## [BRIEF]
Give the entries again, precisely as they were written.

##############################

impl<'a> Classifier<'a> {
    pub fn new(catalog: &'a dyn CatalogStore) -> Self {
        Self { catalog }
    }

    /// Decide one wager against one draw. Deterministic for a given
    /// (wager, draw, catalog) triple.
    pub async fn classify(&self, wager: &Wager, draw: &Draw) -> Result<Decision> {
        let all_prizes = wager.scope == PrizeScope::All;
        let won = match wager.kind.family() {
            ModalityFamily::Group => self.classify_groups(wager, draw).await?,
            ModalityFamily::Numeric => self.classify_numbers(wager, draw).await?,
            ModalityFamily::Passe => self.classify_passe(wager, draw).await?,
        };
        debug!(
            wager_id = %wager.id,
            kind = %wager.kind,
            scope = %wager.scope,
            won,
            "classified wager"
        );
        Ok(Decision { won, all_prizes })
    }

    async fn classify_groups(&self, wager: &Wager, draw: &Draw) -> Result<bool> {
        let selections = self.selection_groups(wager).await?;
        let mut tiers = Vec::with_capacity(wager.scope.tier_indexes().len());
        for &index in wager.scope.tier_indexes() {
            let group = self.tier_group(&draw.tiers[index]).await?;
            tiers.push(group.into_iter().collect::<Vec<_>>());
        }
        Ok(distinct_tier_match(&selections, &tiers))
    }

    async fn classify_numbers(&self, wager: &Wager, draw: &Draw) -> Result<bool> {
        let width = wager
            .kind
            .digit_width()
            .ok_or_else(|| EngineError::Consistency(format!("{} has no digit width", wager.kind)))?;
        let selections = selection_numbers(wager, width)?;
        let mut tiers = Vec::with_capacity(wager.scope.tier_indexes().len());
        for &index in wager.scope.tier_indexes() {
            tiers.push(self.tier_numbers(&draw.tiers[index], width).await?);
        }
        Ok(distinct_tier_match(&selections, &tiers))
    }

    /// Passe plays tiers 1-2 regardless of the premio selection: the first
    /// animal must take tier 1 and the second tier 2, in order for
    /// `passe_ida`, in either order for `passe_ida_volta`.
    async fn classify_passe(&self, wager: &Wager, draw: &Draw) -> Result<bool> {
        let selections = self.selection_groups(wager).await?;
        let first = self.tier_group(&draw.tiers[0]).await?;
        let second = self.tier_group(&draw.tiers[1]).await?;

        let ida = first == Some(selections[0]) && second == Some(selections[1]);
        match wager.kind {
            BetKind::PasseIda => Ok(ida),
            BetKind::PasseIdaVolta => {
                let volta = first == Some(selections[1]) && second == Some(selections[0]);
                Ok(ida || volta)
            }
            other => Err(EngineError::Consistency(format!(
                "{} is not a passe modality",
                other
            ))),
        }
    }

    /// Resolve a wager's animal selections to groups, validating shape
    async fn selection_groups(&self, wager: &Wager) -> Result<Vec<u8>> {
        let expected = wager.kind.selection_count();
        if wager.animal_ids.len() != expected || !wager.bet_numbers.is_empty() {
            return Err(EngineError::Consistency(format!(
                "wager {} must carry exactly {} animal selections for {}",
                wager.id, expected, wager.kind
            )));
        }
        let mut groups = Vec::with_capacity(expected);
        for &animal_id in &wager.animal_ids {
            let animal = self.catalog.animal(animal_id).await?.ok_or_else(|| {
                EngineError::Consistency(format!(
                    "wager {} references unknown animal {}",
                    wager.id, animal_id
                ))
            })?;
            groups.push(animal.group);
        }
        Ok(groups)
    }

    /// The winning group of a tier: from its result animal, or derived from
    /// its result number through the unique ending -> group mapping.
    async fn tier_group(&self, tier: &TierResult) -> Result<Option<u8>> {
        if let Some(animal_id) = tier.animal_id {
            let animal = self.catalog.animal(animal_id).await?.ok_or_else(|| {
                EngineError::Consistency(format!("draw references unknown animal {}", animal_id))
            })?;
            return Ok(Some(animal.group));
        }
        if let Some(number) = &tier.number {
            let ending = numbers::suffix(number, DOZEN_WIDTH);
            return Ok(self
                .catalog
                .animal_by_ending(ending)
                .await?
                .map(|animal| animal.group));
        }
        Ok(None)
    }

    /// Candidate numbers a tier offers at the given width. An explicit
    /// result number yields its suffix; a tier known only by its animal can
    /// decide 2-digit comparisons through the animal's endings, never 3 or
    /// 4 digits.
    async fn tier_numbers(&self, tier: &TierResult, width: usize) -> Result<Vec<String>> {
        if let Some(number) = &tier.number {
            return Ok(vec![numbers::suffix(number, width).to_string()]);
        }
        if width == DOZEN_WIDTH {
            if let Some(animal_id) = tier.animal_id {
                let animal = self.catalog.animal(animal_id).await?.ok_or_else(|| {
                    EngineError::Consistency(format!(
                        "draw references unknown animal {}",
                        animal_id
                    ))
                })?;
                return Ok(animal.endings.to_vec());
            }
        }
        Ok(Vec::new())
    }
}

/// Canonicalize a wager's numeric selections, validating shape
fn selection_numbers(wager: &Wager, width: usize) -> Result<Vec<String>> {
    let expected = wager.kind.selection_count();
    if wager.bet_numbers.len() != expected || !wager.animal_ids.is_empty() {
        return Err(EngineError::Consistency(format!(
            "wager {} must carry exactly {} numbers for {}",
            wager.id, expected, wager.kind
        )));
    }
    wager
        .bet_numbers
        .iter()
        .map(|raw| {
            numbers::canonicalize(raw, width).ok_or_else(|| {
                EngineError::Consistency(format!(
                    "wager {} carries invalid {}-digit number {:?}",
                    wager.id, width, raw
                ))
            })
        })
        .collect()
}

##############################

## [RESPONSE TO THIS TASK]
impl<'a> Classifier<'a> {
    pub fn new(catalog: &'a dyn CatalogStore) -> Self {
        Self { catalog }
    }

    /// Decide one wager against one draw. Deterministic for a given
    /// (wager, draw, catalog) triple.
    pub async fn classify(&self, wager: &Wager, draw: &Draw) -> Result<Decision> {
        let all_prizes = wager.scope == PrizeScope::All;
        let won = match wager.kind.family() {
            ModalityFamily::Group => self.classify_groups(wager, draw).await?,
            ModalityFamily::Numeric => self.classify_numbers(wager, draw).await?,
            ModalityFamily::Passe => self.classify_passe(wager, draw).await?,
        };
        debug!(
            wager_id = %wager.id,
            kind = %wager.kind,
            scope = %wager.scope,
            won,
            "classified wager"
        );
        Ok(Decision { won, all_prizes })
    }

    async fn classify_groups(&self, wager: &Wager, draw: &Draw) -> Result<bool> {
        let selections = self.selection_groups(wager).await?;
        let mut tiers = Vec::with_capacity(wager.scope.tier_indexes().len());
        for &index in wager.scope.tier_indexes() {
            let group = self.tier_group(&draw.tiers[index]).await?;
            tiers.push(group.into_iter().collect::<Vec<_>>());
        }
        Ok(distinct_tier_match(&selections, &tiers))
    }

    async fn classify_numbers(&self, wager: &Wager, draw: &Draw) -> Result<bool> {
        let width = wager
            .kind
            .digit_width()
            .ok_or_else(|| EngineError::Consistency(format!("{} has no digit width", wager.kind)))?;
        let selections = selection_numbers(wager, width)?;
        let mut tiers = Vec::with_capacity(wager.scope.tier_indexes().len());
        for &index in wager.scope.tier_indexes() {
            tiers.push(self.tier_numbers(&draw.tiers[index], width).await?);
        }
        Ok(distinct_tier_match(&selections, &tiers))
    }

    /// Passe plays tiers 1-2 regardless of the premio selection: the first
    /// animal must take tier 1 and the second tier 2, in order for
    /// `passe_ida`, in either order for `passe_ida_volta`.
    async fn classify_passe(&self, wager: &Wager, draw: &Draw) -> Result<bool> {
        let selections = self.selection_groups(wager).await?;
        let first = self.tier_group(&draw.tiers[0]).await?;
        let second = self.tier_group(&draw.tiers[1]).await?;

        let ida = first == Some(selections[0]) && second == Some(selections[1]);
        match wager.kind {
            BetKind::PasseIda => Ok(ida),
            BetKind::PasseIdaVolta => {
                let volta = first == Some(selections[1]) && second == Some(selections[0]);
                Ok(ida || volta)
            }
            other => Err(EngineError::Consistency(format!(
                "{} is not a passe modality",
                other
            ))),
        }
    }

    /// Resolve a wager's animal selections to groups, validating shape
    async fn selection_groups(&self, wager: &Wager) -> Result<Vec<u8>> {
        let expected = wager.kind.selection_count();
        if wager.animal_ids.len() != expected || !wager.bet_numbers.is_empty() {
            return Err(EngineError::Consistency(format!(
                "wager {} must carry exactly {} animal selections for {}",
                wager.id, expected, wager.kind
            )));
        }
        let mut groups = Vec::with_capacity(expected);
        for &animal_id in &wager.animal_ids {
            let animal = self.catalog.animal(animal_id).await?.ok_or_else(|| {
                EngineError::Consistency(format!(
                    "wager {} references unknown animal {}",
                    wager.id, animal_id
                ))
            })?;
            groups.push(animal.group);
        }
        Ok(groups)
    }

    /// The winning group of a tier: from its result animal, or derived from
    /// its result number through the unique ending -> group mapping.
    async fn tier_group(&self, tier: &TierResult) -> Result<Option<u8>> {
        if let Some(animal_id) = tier.animal_id {
            let animal = self.catalog.animal(animal_id).await?.ok_or_else(|| {
                EngineError::Consistency(format!("draw references unknown animal {}", animal_id))
            })?;
            return Ok(Some(animal.group));
        }
        if let Some(number) = &tier.number {
            let ending = numbers::suffix(number, DOZEN_WIDTH);
            return Ok(self
                .catalog
                .animal_by_ending(ending)
                .await?
                .map(|animal| animal.group));
        }
        Ok(None)
    }

    /// Candidate numbers a tier offers at the given width. An explicit
    /// result number yields its suffix; a tier known only by its animal can
    /// decide 2-digit comparisons through the animal's endings, never 3 or
    /// 4 digits.
    async fn tier_numbers(&self, tier: &TierResult, width: usize) -> Result<Vec<String>> {
        if let Some(number) = &tier.number {
            return Ok(vec![numbers::suffix(number, width).to_string()]);
        }
        if width == DOZEN_WIDTH {
            if let Some(animal_id) = tier.animal_id {
                let animal = self.catalog.animal(animal_id).await?.ok_or_else(|| {
                    EngineError::Consistency(format!(
                        "draw references unknown animal {}",
                        animal_id
                    ))
                })?;
                return Ok(animal.endings.to_vec());
            }
        }
        Ok(Vec::new())
    }
}

/// Canonicalize a wager's numeric selections, validating shape
fn selection_numbers(wager: &Wager, width: usize) -> Result<Vec<String>> {
    let expected = wager.kind.selection_count();
    if wager.bet_numbers.len() != expected || !wager.animal_ids.is_empty() {
        return Err(EngineError::Consistency(format!(
            "wager {} must carry exactly {} numbers for {}",
            wager.id, expected, wager.kind
        )));
    }
    wager
        .bet_numbers
        .iter()
        .map(|raw| {
            numbers::canonicalize(raw, width).ok_or_else(|| {
                EngineError::Consistency(format!(
                    "wager {} carries invalid {}-digit number {:?}",
                    wager.id, width, raw
                ))
            })
        })
        .collect()
}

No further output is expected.